Уилфред Боуэн смотрел на него с гипнотическим ужасом, в то время как отец Браун внимательно и заинтересованно прислушивался, слегка склонив голову набок.

– Почему эти идиоты всегда думают, что единственный человек, который может ненавидеть любовника жены – это ее муж? – еще настойчивее зашептал доктор. – В девяти случаях из десяти как раз жена больше всего ненавидит своего любовника. Кто знает, какое бесстыдство или предательство он ей предложил… вы только посмотрите туда!

Он сделал незаметный жест в сторону рыжеволосой женщины на скамье. Она наконец подняла голову, и слезы постепенно высыхали на ее прекрасном лице. Но в ее взоре, устремленном на труп с неистовой напряженностью, было что-то лунатическое.
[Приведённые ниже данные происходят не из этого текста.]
//! The annotation micro-language authors put in the class attribute of a `<pre>` tag.
//!
//! An annotation is a whitespace separated list of `key:value` tokens, eg
//! `lang:php mark:1-5 gutter:true start:10 class:wide`. Parsing goes
//! tokenize -> decode each token into a [`Directive`] -> fold the directives in order,
//! so when two directives disagree the last one wins.

use std::fmt::Write;
use std::ops::RangeInclusive;

use crate::config::{Configuration, is_pseudo_language};
use crate::html::HtmlEscaped;

/// Prefix of the class given to blocks using a style-only pseudo language.
pub const STYLE_ONLY_CLASS_PREFIX: &str = "prism-highlighter-";

/// Whether a block asked for line numbers.
#[derive(Debug, Clone, Copy, PartialEq, Eq, Default)]
pub enum Gutter {
    /// Nothing said, the configuration decides
    #[default]
    Unset,
    On,
    Off,
}

/// One decoded `key:value` token.
#[derive(Debug, Clone, Copy, PartialEq, Eq)]
pub(crate) enum Directive<'a> {
    Lang(&'a str),
    Mark(&'a str),
    Class(&'a str),
    Gutter(bool),
    Start(u32),
}

/// `lang : php` is accepted and means `lang:php`.
fn collapse_separators(raw: &str) -> String {
    let mut out = String::with_capacity(raw.len());
    for (i, part) in raw.trim().split(':').enumerate() {
        if i > 0 {
            out.truncate(out.trim_end().len());
            out.push(':');
            out.push_str(part.trim_start());
        } else {
            out.push_str(part);
        }
    }
    out
}

/// Decodes a single token, returning `None` for anything we don't understand.
///
/// Values containing another `:` are rejected: they could carry a `lang:` into the
/// rewritten markup and get it processed a second time.
pub(crate) fn decode(token: &str) -> Option<Directive<'_>> {
    let (key, value) = token.split_once(':')?;
    let value = value.trim();
    if value.is_empty() || value.contains(':') {
        return None;
    }

    let directive = match key {
        "lang" => Directive::Lang(value),
        "mark" => Directive::Mark(value),
        "class" => Directive::Class(value),
        "gutter" => match value {
            "true" => Directive::Gutter(true),
            "false" => Directive::Gutter(false),
            _ => return None,
        },
        "start" => match value.parse::<u32>() {
            Ok(start) if start >= 1 => Directive::Start(start),
            _ => return None,
        },
        _ => {
            #[cfg(feature = "debug")]
            log::debug!("[decode] ignoring unknown annotation key {key:?}");
            return None;
        }
    };
    Some(directive)
}

fn parse_range(s: &str) -> Option<RangeInclusive<usize>> {
    match s.split_once('-') {
        Some((from, to)) => {
            let mut from = from.trim().parse().ok()?;
            let mut to = to.trim().parse().ok()?;
            if to < from {
                std::mem::swap(&mut from, &mut to);
            }
            Some(from..=to)
        }
        None => {
            let val = s.trim().parse().ok()?;
            Some(val..=val)
        }
    }
}

/// The directives of one annotated block.
#[derive(Debug, Clone, PartialEq, Eq, Default)]
pub struct Annotation {
    /// Empty if the block had no usable `lang`
    pub language: String,
    /// Raw `mark` value, in Prism's `data-line` syntax (`1-3,5`)
    pub highlight_ranges: Option<String>,
    pub gutter: Gutter,
    /// Explicit `start`, always >= 1
    pub start_line: Option<u32>,
    pub extra_classes: Vec<String>,
}

impl Annotation {
    /// Parses the content of a class attribute. This never fails: tokens that can't be
    /// decoded are skipped.
    pub fn parse(raw: &str) -> Self {
        let normalized = collapse_separators(raw);
        normalized
            .split_whitespace()
            .filter_map(decode)
            .fold(Annotation::default(), Annotation::apply)
    }

    pub(crate) fn apply(mut self, directive: Directive<'_>) -> Self {
        match directive {
            Directive::Lang(lang) => self.language = lang.to_string(),
            Directive::Mark(ranges) => {
                self.highlight_ranges = Some(ranges.to_string());
                self.gutter = Gutter::Off;
            }
            Directive::Class(class) => self.extra_classes.push(class.to_string()),
            Directive::Gutter(true) => self.gutter = Gutter::On,
            Directive::Gutter(false) => self.gutter = Gutter::Off,
            Directive::Start(start) => self.start_line = Some(start),
        }
        self
    }

    /// Creates an annotation for the given language, for authoring blocks.
    pub fn new(language: impl Into<String>) -> Self {
        Self {
            language: language.into(),
            ..Default::default()
        }
    }

    /// Lines to highlight, in Prism's `data-line` syntax.
    pub fn mark(mut self, ranges: impl Into<String>) -> Self {
        let ranges = ranges.into();
        self.highlight_ranges = if ranges.trim().is_empty() {
            None
        } else {
            Some(ranges)
        };
        self
    }

    pub fn gutter(mut self, value: bool) -> Self {
        self.gutter = if value { Gutter::On } else { Gutter::Off };
        self
    }

    /// 0 is treated as 1
    pub fn start_line(mut self, start: u32) -> Self {
        self.start_line = Some(start.max(1));
        self
    }

    pub fn class(mut self, class: impl Into<String>) -> Self {
        self.extra_classes.push(class.into());
        self
    }

    /// Whether the language is a style-only pseudo language such as `adddarkplain`.
    pub fn is_style_only(&self) -> bool {
        is_pseudo_language(&self.language)
    }

    /// The final gutter state: explicit directives win over the configuration default,
    /// and style-only blocks never get one.
    pub fn gutter_enabled(&self, config: &Configuration) -> bool {
        if self.is_style_only() {
            return false;
        }
        match self.gutter {
            Gutter::Unset => config.gutter_enabled,
            Gutter::On => true,
            Gutter::Off => false,
        }
    }

    /// The number of the first line. The configured start line only applies when line
    /// numbers are enabled globally.
    pub fn resolved_start_line(&self, config: &Configuration) -> u32 {
        self.start_line.unwrap_or(if config.gutter_enabled {
            config.start_line.max(1)
        } else {
            1
        })
    }

    /// `language-<id>`, the wrapper class for style-only languages or nothing if there's
    /// no language.
    pub fn language_class(&self) -> Option<String> {
        if self.language.is_empty() {
            None
        } else if self.is_style_only() {
            Some(format!("{STYLE_ONLY_CLASS_PREFIX}{}", self.language))
        } else {
            Some(format!("language-{}", self.language))
        }
    }

    /// The highlighted lines as 1-indexed ranges. Pieces that are not numbers are skipped.
    pub fn highlight_lines(&self) -> Vec<RangeInclusive<usize>> {
        self.highlight_ranges
            .as_deref()
            .unwrap_or("")
            .split(',')
            .filter_map(parse_range)
            .collect()
    }

    /// The annotation in the micro-language, as written by the editor integrations.
    ///
    /// The start line is only written when line numbers are requested.
    pub fn to_class_attribute(&self) -> String {
        let mut tokens = vec![format!("lang:{}", self.language)];
        if self.gutter == Gutter::On {
            tokens.push("gutter:true".to_string());
            if let Some(start) = self.start_line.filter(|s| *s != 1) {
                tokens.push(format!("start:{start}"));
            }
        }
        if let Some(ranges) = &self.highlight_ranges {
            tokens.push(format!("mark:{}", ranges.trim()));
        }
        for class in self.extra_classes.iter().flat_map(|c| c.split_whitespace()) {
            tokens.push(format!("class:{class}"));
        }
        tokens.join(" ")
    }

    /// Renders the annotated `<pre>` block an editor inserts in content.
    /// `code` is raw text and gets HTML-encoded exactly once here.
    pub fn to_markup(&self, code: &str) -> String {
        let mut out = String::with_capacity(code.len() + 64);
        let _ = write!(
            out,
            r#"<pre class="{}">{}</pre>"#,
            HtmlEscaped(&self.to_class_attribute()),
            HtmlEscaped(code)
        );
        out
    }
}
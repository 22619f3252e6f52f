mod error;
mod html;

mod annotation;
mod assets;
mod bundle;
mod catalog;
mod config;
mod processor;

pub use annotation::{Annotation, Gutter, STYLE_ONLY_CLASS_PREFIX};
pub use assets::{AssetLinks, BUILD_DIR};
pub use bundle::{
    BUNDLE_FILE_PREFIX, BuildReport, BuildWarning, BundleArtifact, BundleBuilder, Component,
    ComponentSource, DirectorySource, MemorySource,
};
pub use catalog::{CatalogCache, ComponentCatalog, ComponentRecord, LanguageOption, PLAIN_VARIANTS};
pub use config::{
    BASE_ENGINE, CORE_DEPENDENCIES, Configuration, DEFAULT_THEME, DEFAULT_THEME_FILE,
    GRAMMAR_DEPENDENCIES, PSEUDO_LANGUAGE_PREFIX, Plugin,
};
pub use error::Error;
pub use processor::{AnnotationProcessor, CONTAINER_CLASS, LINE_NUMBERS_CLASS, ProcessedContent};
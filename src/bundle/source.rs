use std::borrow::Cow;
use std::collections::HashMap;
use std::fmt;
use std::path::PathBuf;

use crate::config::Plugin;

/// A file of the Prism distribution that can end up in a bundle.
#[derive(Debug, Clone, Copy, PartialEq, Eq, Hash)]
pub enum Component<'a> {
    /// A language grammar, or the engine itself for `core`
    Language(&'a str),
    PluginScript(Plugin),
    PluginStyle(Plugin),
    /// A theme stylesheet, by file name
    Theme(&'a str),
}

impl Component<'_> {
    /// The path of the minified file relative to the root of the Prism distribution.
    pub fn path(&self) -> String {
        match self {
            Component::Language(id) => format!("components/prism-{id}.min.js"),
            Component::PluginScript(plugin) => format!("plugins/{plugin}/prism-{plugin}.min.js"),
            Component::PluginStyle(plugin) => format!("plugins/{plugin}/prism-{plugin}.css"),
            Component::Theme(theme) => format!("themes/{theme}.css"),
        }
    }
}

impl fmt::Display for Component<'_> {
    fn fmt(&self, f: &mut fmt::Formatter<'_>) -> fmt::Result {
        f.write_str(&self.path())
    }
}

/// Where the builder gets the content of components from.
///
/// Returning `None` means the component is not available; the builder skips it.
pub trait ComponentSource {
    fn read(&self, component: &Component<'_>) -> Option<Cow<'_, str>>;
}

impl<T: ComponentSource + ?Sized> ComponentSource for &T {
    fn read(&self, component: &Component<'_>) -> Option<Cow<'_, str>> {
        (**self).read(component)
    }
}

/// Components kept in memory, keyed by their [`Component::path`].
#[derive(Debug, Clone, Default, PartialEq, Eq)]
pub struct MemorySource {
    files: HashMap<String, String>,
}

impl MemorySource {
    pub fn new() -> Self {
        Self::default()
    }

    pub fn insert(&mut self, component: Component<'_>, content: impl Into<String>) {
        self.files.insert(component.path(), content.into());
    }

    /// Builder style version of [`MemorySource::insert`]
    pub fn with(mut self, component: Component<'_>, content: impl Into<String>) -> Self {
        self.insert(component, content);
        self
    }
}

impl ComponentSource for MemorySource {
    fn read(&self, component: &Component<'_>) -> Option<Cow<'_, str>> {
        self.files
            .get(&component.path())
            .map(|content| Cow::Borrowed(content.as_str()))
    }
}

/// Reads components from an unpacked Prism distribution on disk.
#[derive(Debug, Clone, PartialEq, Eq)]
pub struct DirectorySource {
    root: PathBuf,
}

impl DirectorySource {
    pub fn new(root: impl Into<PathBuf>) -> Self {
        Self { root: root.into() }
    }
}

impl ComponentSource for DirectorySource {
    fn read(&self, component: &Component<'_>) -> Option<Cow<'_, str>> {
        std::fs::read_to_string(self.root.join(component.path()))
            .ok()
            .map(Cow::Owned)
    }
}

#[cfg(test)]
mod tests {
    use super::*;

    #[test]
    fn component_paths() {
        assert_eq!(
            Component::Language("core").path(),
            "components/prism-core.min.js"
        );
        assert_eq!(
            Component::PluginScript(Plugin::ShowInvisibles).path(),
            "plugins/show-invisibles/prism-show-invisibles.min.js"
        );
        assert_eq!(
            Component::PluginStyle(Plugin::LineNumbers).path(),
            "plugins/line-numbers/prism-line-numbers.css"
        );
        assert_eq!(Component::Theme("prism-okaidia").path(), "themes/prism-okaidia.css");
    }

    #[test]
    fn memory_source_lookup() {
        let source = MemorySource::new().with(Component::Language("sql"), "sql();");
        assert_eq!(
            source.read(&Component::Language("sql")).as_deref(),
            Some("sql();")
        );
        assert!(source.read(&Component::Language("php")).is_none());
        // through a reference too
        let by_ref = &source;
        assert!(by_ref.read(&Component::Language("sql")).is_some());
    }

    #[test]
    fn directory_source_tolerates_missing_files() {
        let root = std::env::temp_dir().join(format!("prism-dir-source-{}", std::process::id()));
        std::fs::create_dir_all(root.join("themes")).unwrap();
        std::fs::write(root.join("themes/prism.css"), "pre {}").unwrap();

        let source = DirectorySource::new(&root);
        assert_eq!(
            source.read(&Component::Theme("prism")).as_deref(),
            Some("pre {}")
        );
        assert!(source.read(&Component::Theme("prism-dark")).is_none());
        std::fs::remove_dir_all(&root).unwrap();
    }
}
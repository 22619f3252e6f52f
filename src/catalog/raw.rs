use std::collections::BTreeMap;
use std::fmt;

use serde::de::{self, Visitor};
use serde::{Deserialize, Deserializer};

/// Every section of Prism's `components.json` has a `meta` entry describing the section
/// itself rather than a component.
pub(crate) const META_KEY: &str = "meta";

/// Custom deserializer for `require` fields that can be string or array
fn deserialize_string_or_vec<'de, D>(deserializer: D) -> Result<Vec<String>, D::Error>
where
    D: Deserializer<'de>,
{
    struct RequireVisitor;

    impl<'de> Visitor<'de> for RequireVisitor {
        type Value = Vec<String>;

        fn expecting(&self, formatter: &mut fmt::Formatter) -> fmt::Result {
            formatter.write_str("string or array of strings")
        }

        fn visit_str<E>(self, value: &str) -> Result<Self::Value, E>
        where
            E: de::Error,
        {
            Ok(vec![value.to_owned()])
        }

        fn visit_seq<A>(self, mut seq: A) -> Result<Self::Value, A::Error>
        where
            A: de::SeqAccess<'de>,
        {
            let mut vec = Vec::new();
            while let Some(item) = seq.next_element::<String>()? {
                vec.push(item);
            }
            Ok(vec)
        }

        fn visit_unit<E>(self) -> Result<Self::Value, E>
        where
            E: de::Error,
        {
            Ok(Vec::new())
        }
    }

    deserializer.deserialize_any(RequireVisitor)
}

#[derive(Debug, Clone, Deserialize, Default)]
pub(crate) struct RawComponentDetails {
    pub title: Option<String>,
    #[serde(
        default,
        alias = "require",
        deserialize_with = "deserialize_string_or_vec"
    )]
    pub requires: Vec<String>,
}

/// A catalog entry is either a bare title or an object with a title and dependencies.
#[derive(Debug, Clone, Deserialize)]
#[serde(untagged)]
pub(crate) enum RawComponent {
    Title(String),
    Detailed(RawComponentDetails),
}

impl RawComponent {
    /// Returns the title (the id if there's none) and the dependencies.
    pub fn into_parts(self, id: &str) -> (String, Vec<String>) {
        match self {
            RawComponent::Title(title) => (title, Vec::new()),
            RawComponent::Detailed(details) => (
                details.title.unwrap_or_else(|| id.to_string()),
                details.requires,
            ),
        }
    }
}

pub(crate) type RawSection = BTreeMap<String, RawComponent>;

/// The sections of `components.json` we care about, anything else is ignored.
#[derive(Debug, Clone, Deserialize)]
pub(crate) struct RawCatalog {
    pub languages: Option<RawSection>,
    #[serde(default)]
    pub plugins: RawSection,
    #[serde(default)]
    pub themes: RawSection,
}
use std::collections::BTreeSet;
use std::fmt;
use std::path::Path;
use std::sync::atomic::{AtomicU64, Ordering};
use std::time::{SystemTime, UNIX_EPOCH};

use serde::de::{self, Visitor};
use serde::{Deserialize, Deserializer, Serialize};

use crate::error::PrismResult;
use crate::html::strip_tags;

/// The Prism engine itself, always the first fragment of a script bundle.
pub const BASE_ENGINE: &str = "core";

/// Grammars other grammars build upon. They are emitted right after the engine.
pub const GRAMMAR_DEPENDENCIES: [&str; 3] = ["clike", "markup", "markup-templating"];

/// Languages that are always part of a configuration, whatever the user selected.
pub const CORE_DEPENDENCIES: [&str; 4] = [BASE_ENGINE, "clike", "markup", "markup-templating"];

/// Identifiers starting with this prefix are configuration-only entries (eg `adddarkplain`):
/// they style a block but have no grammar file.
pub const PSEUDO_LANGUAGE_PREFIX: &str = "add";

/// The theme name users pick to get the stock Prism theme.
pub const DEFAULT_THEME: &str = "default";
/// The file name of the stock Prism theme.
pub const DEFAULT_THEME_FILE: &str = "prism";

pub(crate) fn is_pseudo_language(id: &str) -> bool {
    id.starts_with(PSEUDO_LANGUAGE_PREFIX)
}

/// The Prism plugins that can be toggled in the configuration.
///
/// The order of [`Plugin::ALL`] is the order they end up in the bundles.
#[derive(Debug, Clone, Copy, PartialEq, Eq, Hash)]
pub enum Plugin {
    LineNumbers,
    ShowInvisibles,
    ShowLanguage,
    Autolinker,
}

impl Plugin {
    pub const ALL: [Plugin; 4] = [
        Plugin::LineNumbers,
        Plugin::ShowInvisibles,
        Plugin::ShowLanguage,
        Plugin::Autolinker,
    ];

    /// The plugin directory name in the Prism distribution
    pub fn name(self) -> &'static str {
        match self {
            Plugin::LineNumbers => "line-numbers",
            Plugin::ShowInvisibles => "show-invisibles",
            Plugin::ShowLanguage => "show-language",
            Plugin::Autolinker => "autolinker",
        }
    }

    /// The autolinker only ships a script.
    pub fn has_stylesheet(self) -> bool {
        !matches!(self, Plugin::Autolinker)
    }
}

impl fmt::Display for Plugin {
    fn fmt(&self, f: &mut fmt::Formatter<'_>) -> fmt::Result {
        f.write_str(self.name())
    }
}

/// Accepts `true`/`false` as well as the `1`/`0` (numbers or strings) older settings
/// were stored as.
fn deserialize_flag<'de, D>(deserializer: D) -> Result<bool, D::Error>
where
    D: Deserializer<'de>,
{
    struct FlagVisitor;

    impl<'de> Visitor<'de> for FlagVisitor {
        type Value = bool;

        fn expecting(&self, formatter: &mut fmt::Formatter) -> fmt::Result {
            formatter.write_str("a boolean, 0/1 or a string holding one of those")
        }

        fn visit_bool<E: de::Error>(self, value: bool) -> Result<bool, E> {
            Ok(value)
        }

        fn visit_u64<E: de::Error>(self, value: u64) -> Result<bool, E> {
            Ok(value != 0)
        }

        fn visit_i64<E: de::Error>(self, value: i64) -> Result<bool, E> {
            Ok(value != 0)
        }

        fn visit_str<E: de::Error>(self, value: &str) -> Result<bool, E> {
            match value.trim() {
                "" | "0" | "false" => Ok(false),
                "1" | "true" | "on" => Ok(true),
                other => Err(E::invalid_value(de::Unexpected::Str(other), &self)),
            }
        }

        fn visit_unit<E: de::Error>(self) -> Result<bool, E> {
            Ok(false)
        }
    }

    deserializer.deserialize_any(FlagVisitor)
}

/// The shared input of the processor and the builder.
///
/// Keys are camelCase; the option names used by earlier releases (`lang-used`, `gutter`,
/// `start-number`...) are still accepted when deserializing.
/// Missing keys take the default configuration value.
#[derive(Debug, Clone, PartialEq, Eq, Serialize, Deserialize)]
#[serde(rename_all = "camelCase", default)]
pub struct Configuration {
    /// Selected language identifiers
    #[serde(alias = "lang-used")]
    pub languages: BTreeSet<String>,
    /// Language preselected by the editor integrations
    #[serde(alias = "default-lang")]
    pub default_language: String,
    /// `default` or the file name (without extension) of a Prism theme
    pub theme: String,
    /// Line numbers, also enables the line-numbers plugin
    #[serde(alias = "gutter", deserialize_with = "deserialize_flag")]
    pub gutter_enabled: bool,
    #[serde(alias = "auto-links", deserialize_with = "deserialize_flag")]
    pub auto_link_urls: bool,
    #[serde(alias = "show-lang", deserialize_with = "deserialize_flag")]
    pub show_language_label: bool,
    #[serde(alias = "show-hidden-char", deserialize_with = "deserialize_flag")]
    pub show_hidden_chars: bool,
    /// Line number of the first line when line numbers are shown
    #[serde(alias = "start-number")]
    pub start_line: u32,
    /// Class(es) added to every highlighted block
    #[serde(alias = "class")]
    pub global_class: String,
    #[serde(alias = "add-css", deserialize_with = "deserialize_flag")]
    pub custom_css_enabled: bool,
    #[serde(alias = "add-css-value")]
    pub custom_css: String,
    /// 0 means no limit
    #[serde(alias = "max-height")]
    pub max_height_px: u32,
    /// Names the bundle files so browsers refetch them after a change
    #[serde(alias = "token")]
    pub cache_token: String,
}

impl Default for Configuration {
    fn default() -> Self {
        let languages = CORE_DEPENDENCIES
            .iter()
            .chain(["php", "css", "javascript", "sql"].iter())
            .map(|l| l.to_string())
            .collect();

        Self {
            languages,
            default_language: "php".to_string(),
            theme: DEFAULT_THEME.to_string(),
            gutter_enabled: true,
            auto_link_urls: true,
            show_language_label: false,
            show_hidden_chars: false,
            start_line: 1,
            global_class: String::new(),
            custom_css_enabled: false,
            custom_css: String::new(),
            max_height_px: 480,
            cache_token: new_cache_token(),
        }
    }
}

static LAST_CACHE_TOKEN: AtomicU64 = AtomicU64::new(0);

/// Milliseconds since the epoch, bumped when needed so that every token handed out by
/// this process is greater than the previous one.
fn new_cache_token() -> String {
    let now = SystemTime::now()
        .duration_since(UNIX_EPOCH)
        .map(|d| u64::try_from(d.as_millis()).unwrap_or(u64::MAX))
        .unwrap_or_default();

    let mut last = LAST_CACHE_TOKEN.load(Ordering::Relaxed);
    loop {
        let next = now.max(last.saturating_add(1));
        match LAST_CACHE_TOKEN.compare_exchange_weak(
            last,
            next,
            Ordering::Relaxed,
            Ordering::Relaxed,
        ) {
            Ok(_) => return next.to_string(),
            Err(current) => last = current,
        }
    }
}

impl Configuration {
    /// Parses a JSON configuration and normalizes it.
    pub fn from_json_str(json: &str) -> PrismResult<Self> {
        let config: Configuration = serde_json::from_str(json)?;
        Ok(config.normalized())
    }

    /// Reads a JSON configuration file and normalizes it.
    pub fn load_from_file(path: impl AsRef<Path>) -> PrismResult<Self> {
        let content = std::fs::read_to_string(path)?;
        Self::from_json_str(&content)
    }

    /// Applies the rules every saved configuration goes through:
    ///
    /// - the core dependencies are always selected
    /// - the start line is at least 1
    /// - markup is stripped from the custom CSS
    /// - global class tokens containing `:` are dropped, they would be mistaken for
    ///   annotation directives
    pub fn normalized(mut self) -> Self {
        self.languages = self
            .languages
            .iter()
            .map(|l| l.trim())
            .filter(|l| !l.is_empty())
            .map(str::to_string)
            .collect();
        for dep in CORE_DEPENDENCIES {
            self.languages.insert(dep.to_string());
        }

        self.default_language = self.default_language.trim().to_string();
        if self.default_language.is_empty() {
            self.default_language = "php".to_string();
        }
        self.theme = self.theme.trim().to_string();
        if self.theme.is_empty() {
            self.theme = DEFAULT_THEME.to_string();
        }

        self.start_line = self.start_line.max(1);
        self.global_class = self
            .global_class
            .split_whitespace()
            .filter(|c| !c.contains(':'))
            .collect::<Vec<_>>()
            .join(" ");
        self.custom_css = strip_tags(&self.custom_css);
        self
    }

    /// Returns the same configuration with a new cache token.
    /// Call it every time the configuration is saved.
    pub fn with_fresh_token(mut self) -> Self {
        self.cache_token = new_cache_token();
        self
    }

    pub fn is_selected(&self, language: &str) -> bool {
        self.languages.contains(language)
    }

    pub fn is_enabled(&self, plugin: Plugin) -> bool {
        match plugin {
            Plugin::LineNumbers => self.gutter_enabled,
            Plugin::ShowInvisibles => self.show_hidden_chars,
            Plugin::ShowLanguage => self.show_language_label,
            Plugin::Autolinker => self.auto_link_urls,
        }
    }

    /// The enabled plugins, in bundle order.
    pub fn enabled_plugins(&self) -> impl Iterator<Item = Plugin> + '_ {
        Plugin::ALL.into_iter().filter(|p| self.is_enabled(*p))
    }

    /// The file name of the theme stylesheet, without extension
    pub fn theme_file(&self) -> &str {
        if self.theme == DEFAULT_THEME {
            DEFAULT_THEME_FILE
        } else {
            &self.theme
        }
    }
}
Преподобный Уилфред Боуэн вяло махнул рукой, словно отмахиваясь от какого-либо желания узнать правду, но отец Браун, стряхнувший со своего рукава пепел, налетевший из топки, обратился к доктору своим обычным безразличным тоном.

– Вы похожи на многих врачей, – сказал он. – Ваши психологические объяснения многозначительны, но что касается физиологии – тут сплошные несоответствия. Действительно, женщина иногда хочет убить сообщника в прелюбодеянии гораздо сильнее, чем потерпевший. Я согласен, что женщина выберет молоток, а не большой молот. Но то, о чем вы говорили, физически невозможно. Ни одна женщина не смогла бы так расплющить человеческий череп, – он выдержал небольшую паузу и задумчиво добавил: – Эти люди еще не уловили суть дела. Ведь полковник носил железный шлем, а удар раздробил его, словно хрупкое стекло. Посмотрите на эту женщину. Посмотрите на ее руки!

Снова воцарилось молчание, а потом доктор кисло произнес:

– Возможно, я ошибаюсь; на все можно найти свои возражения. Но одно несомненно: никто, кроме полного идиота, не возьмет молоток, если может взять большой молот.